IV-C1b The determination of the number of top detected objects
To determine the best number for the top detected objects in the local attention model, we perform an ablation study. We extract the 10, 20 and 30 top detected object features and test them using the hierarchical attention model. The results can be seen in Table II. With the increase of the number from 10 to 30, the performance increases accordingly. Although the maximum length of our generated sentences is set as 30, not every word represents an object. Also, intuitively, there are a maximum 30 objects within an image. Hence, in the following experiments, we use the 30 top detected object features for the local attention model.
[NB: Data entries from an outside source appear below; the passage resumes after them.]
//! Preset exchange files
//!
//! Export projects one preset into a [`PresetRecord`] and writes it as
//! pretty JSON named after the preset. Import decodes first and only then
//! opens a transaction, so a malformed file never touches the store.
//! Reading and decoding may happen on a worker thread ([`spawn_read`]);
//! the decoded record is handed back to the writer to build the graph.

mod record;

pub use record::{PresetRecord, TextSettingRecord, UserRecord, VisualSimulationRecord};

use std::fs;
use std::path::{Path, PathBuf};
use std::thread::{self, JoinHandle};
use tracing::{error, info};

use crate::builder::{BuiltPreset, GraphBuilder};
use crate::constants::transfer::FILE_EXTENSION;
use crate::error::{StoreError, TransferError};
use crate::model::PresetId;
use crate::store::EntityStore;

/// Encoded preset plus the file name a share sheet should suggest
#[derive(Debug, Clone, PartialEq)]
pub struct ExportedFile {
    pub file_name: String,
    pub contents: Vec<u8>,
}

/// `<presetName>.json`, with path separators replaced
pub fn file_name_for(preset_name: &str) -> String {
    let stem: String = preset_name
        .chars()
        .map(|c| if matches!(c, '/' | '\\') { '_' } else { c })
        .collect();
    let stem = if stem.trim().is_empty() {
        "preset".to_string()
    } else {
        stem
    };
    format!("{stem}.{FILE_EXTENSION}")
}

pub fn export_preset(store: &EntityStore, preset: PresetId) -> Result<ExportedFile, TransferError> {
    let details = store.preset_details(preset)?;
    let record = PresetRecord::from_details(&details);
    Ok(ExportedFile {
        file_name: file_name_for(&record.name),
        contents: record.to_json()?,
    })
}

/// Write an export into `dir`, returning the full path
pub fn write_export(dir: &Path, file: &ExportedFile) -> Result<PathBuf, TransferError> {
    fs::create_dir_all(dir).map_err(|e| TransferError::from_io(dir, e))?;
    let path = dir.join(&file.file_name);
    fs::write(&path, &file.contents).map_err(|e| TransferError::from_io(&path, e))?;
    info!(path = %path.display(), bytes = file.contents.len(), "Exported preset");
    Ok(path)
}

/// Decode and merge in one call
pub fn import_bytes(
    store: &EntityStore,
    builder: &GraphBuilder<'_>,
    data: &[u8],
) -> Result<BuiltPreset, TransferError> {
    let record = PresetRecord::from_json(data)?;
    import_record(store, builder, record)
}

/// Merge an already decoded record in a single transaction
pub fn import_record(
    store: &EntityStore,
    builder: &GraphBuilder<'_>,
    record: PresetRecord,
) -> Result<BuiltPreset, TransferError> {
    let mut tx = store.transaction();
    let built = builder.preset_from_record(&mut tx, record)?;
    tx.save().map_err(StoreError::from)?;

    info!(
        preset = %built.name,
        user_created = built.user.was_created(),
        color_created = built.color.is_some_and(|c| c.was_created()),
        "Imported preset"
    );
    Ok(built)
}

/// Read and decode a picked file on the calling thread
pub fn read_file(path: &Path) -> Result<PresetRecord, TransferError> {
    let data = fs::read(path).map_err(|e| TransferError::from_io(path, e))?;
    PresetRecord::from_json(&data)
}

/// A file being read and decoded on a worker thread
pub struct PendingImport {
    path: PathBuf,
    handle: JoinHandle<Result<PresetRecord, TransferError>>,
}

impl PendingImport {
    pub fn path(&self) -> &Path {
        &self.path
    }

    pub fn is_finished(&self) -> bool {
        self.handle.is_finished()
    }

    /// Block until the worker is done and take its record
    pub fn wait(self) -> Result<PresetRecord, TransferError> {
        self.handle.join().unwrap_or_else(|_| {
            error!(path = %self.path.display(), "Preset read worker panicked");
            Err(TransferError::WorkerLost)
        })
    }
}

pub fn spawn_read(path: impl Into<PathBuf>) -> PendingImport {
    let path = path.into();
    let worker_path = path.clone();
    let handle = thread::spawn(move || read_file(&worker_path));
    PendingImport { path, handle }
}
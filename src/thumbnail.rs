//! PNG thumbnails for preset images

use image::imageops::FilterType;
use image::ImageFormat;
use std::io::Cursor;
use tracing::{debug, warn};

use crate::constants::thumbnail::WIDTH;
use crate::model::ImageDraft;

/// Scale an image to [`WIDTH`] pixels wide, keeping its aspect ratio, and
/// encode it as PNG. Returns `None` for bytes that are not a decodable image.
pub fn generate(bytes: &[u8]) -> Option<Vec<u8>> {
    let image = match image::load_from_memory(bytes) {
        Ok(image) => image,
        Err(e) => {
            warn!(error = %e, bytes = bytes.len(), "Cannot decode image, storing it without a thumbnail");
            return None;
        }
    };

    let (width, height) = (image.width().max(1), image.height());
    let scaled_height = (u64::from(height) * u64::from(WIDTH) / u64::from(width)).max(1);
    let scaled_height = u32::try_from(scaled_height).unwrap_or(u32::MAX);
    let thumbnail = image.resize_exact(WIDTH, scaled_height, FilterType::Triangle);

    let mut encoded = Cursor::new(Vec::new());
    if let Err(e) = thumbnail.write_to(&mut encoded, ImageFormat::Png) {
        warn!(error = %e, "Failed to encode thumbnail");
        return None;
    }
    debug!(width = WIDTH, height = scaled_height, "Generated thumbnail");
    Some(encoded.into_inner())
}

/// Image draft with its thumbnail filled in
pub fn image_draft(bytes: Vec<u8>) -> ImageDraft {
    let thumbnail = generate(&bytes);
    ImageDraft { bytes, thumbnail }
}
|Soft Attention ||70.7||49.2||34.4||24.3||23.90||-||-|
|Hierarchical Attention with 10 Objects for Local Attention||70.601||50.423||36.643||25.389||24.633||87.316||55.241|
|Hierarchical Attention with 20 Objects for Local Attention||72.159||52.498||37.552||26.918||24.725||88.639||55.825|
|Hierarchical Attention with 30 Objects for Local Attention||72.611||52.769||37.802||27.243||24.731||88.140||56.048|
|MLE training only||72.611||52.769||37.802||27.243||24.731||88.140||56.048|
|PG with 2500 steps for pre-training D followed by 1 D and 1 G step||72.450||52.845||38.141||27.551||24.543||87.416||55.876|
|PG with 2500 steps for pre-training D followed by 5 D and 1 G step||72.104||52.739||38.122||27.602||24.928||89.072||56.063|
IV-C1c The performance of Policy Gradient with reward only from language comparison
Next we start the reinforcement learning steps. We first train the discriminator which only compares the similarity between the reference sentence and the generated sentence. Specifically, we follow the model defined in Fig. 2. The discriminator is first trained in 2500 steps, which we find sufficient for the discriminator to converge. The loss curve of the image caption generator is shown in Fig. 8. After 2500 steps pre-training the discriminator, the loss of the image caption generator starts to decline, which validates that the policy gradient starts to work. Then we further train the generator and discriminator adversarially for another 1 epoch, and report the results in Table III. We also experimented with two different settings in the adversarial training steps. The first setting is to train 1 step for the discriminator, followed by another step for the generator. Another setting is to train the discriminator for 5 steps, followed by 1 step training for the generator. We find the final results of the two setting are similar, which all slightly improve the MLE training baseline. The reason for the improvement is because the reinforcement learning solves the exposure bias problem during MLE training. However, this scheme lacks the measurement of the similarity between the generated descriptions and the image contents, which prevents the image caption generator from generating more naturalistic and diverse descriptions.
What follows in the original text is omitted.